Artist / Illustrator / Author Christoph Niemann wrote a elegant piece in a recent New Yorker on simplicity in design. Nevermind that he was talking about the story of designing his strangely addictive app Petting Zoo; it’s a universal lesson that we all struggle with. His words are best read by clicking on the link, but if you can’t bear to click away, this is the crux of it:
As an artist you have to try new things. You have to experiment, and not care about whether the new things actually make sense. You can sketch and plan all you want. But, to discover new territory, you have to get your hands dirty and benefit from the flaws and accidents. Eventually, however, you may arrive at a point where even well-meaning minds won’t be able to get your idea, let alone realize that there even is an idea to be gotten in the first place.We have dozens and dozens of products that have gone through this internal struggle. Some emerge from this wash cycle as cleaner, simpler, and better. Others, once scrubbed, are still just not very good. We’ll never be boring and predictable, but that means it’s even more important to be able to let go of ideas that aren’t very good.

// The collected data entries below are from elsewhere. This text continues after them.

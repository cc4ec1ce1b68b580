// Copyright 2026 QubitOS Contributors
// SPDX-License-Identifier: Apache-2.0

//! Quantum-jump (Monte Carlo wave-function) solver.
//!
//! [`TrajectoryEngine`] evolves one stochastic ket; [`EnsembleRunner`]
//! fans independent trajectories out over rayon and averages them. The
//! ensemble mean of any observable converges to the Lindblad solution in
//! [`crate::lindblad`].

pub mod engine;
pub mod ensemble;

pub use engine::{
    effective_hamiltonian, effective_propagator, EngineState, JumpRecord, Trajectory,
    TrajectoryConfig, TrajectoryEngine,
};
pub use ensemble::{
    feedback_seed, CancellationToken, EnsembleConfig, EnsembleRunner, TrajectoryEnsemble,
};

That’s where you have to bring out the ruthless editor in you, who takes that idea and cuts it down…to its core.
Simplicity is not about making something without ornament, but rather about making something very complex, then slicing elements away, until you reveal the very essence. After all the slicing away, you may realize, now that you can clearly see the idea, that it’s actually not very good.
That’s the hardest part: letting go of an idea that, having spent a number of passionate nights with, you have fallen in love with. Even with a certain amount of routine, this letting go sadly doesn’t become easier. The natural instinct then is to rely on what you know is working. It’s unfair, but this is the surest path to boring and predictable results.
The painful and inevitable struggle remains to create in a childlike and openhearted manner, but to be un-wistful and cruel when judging one’s creation.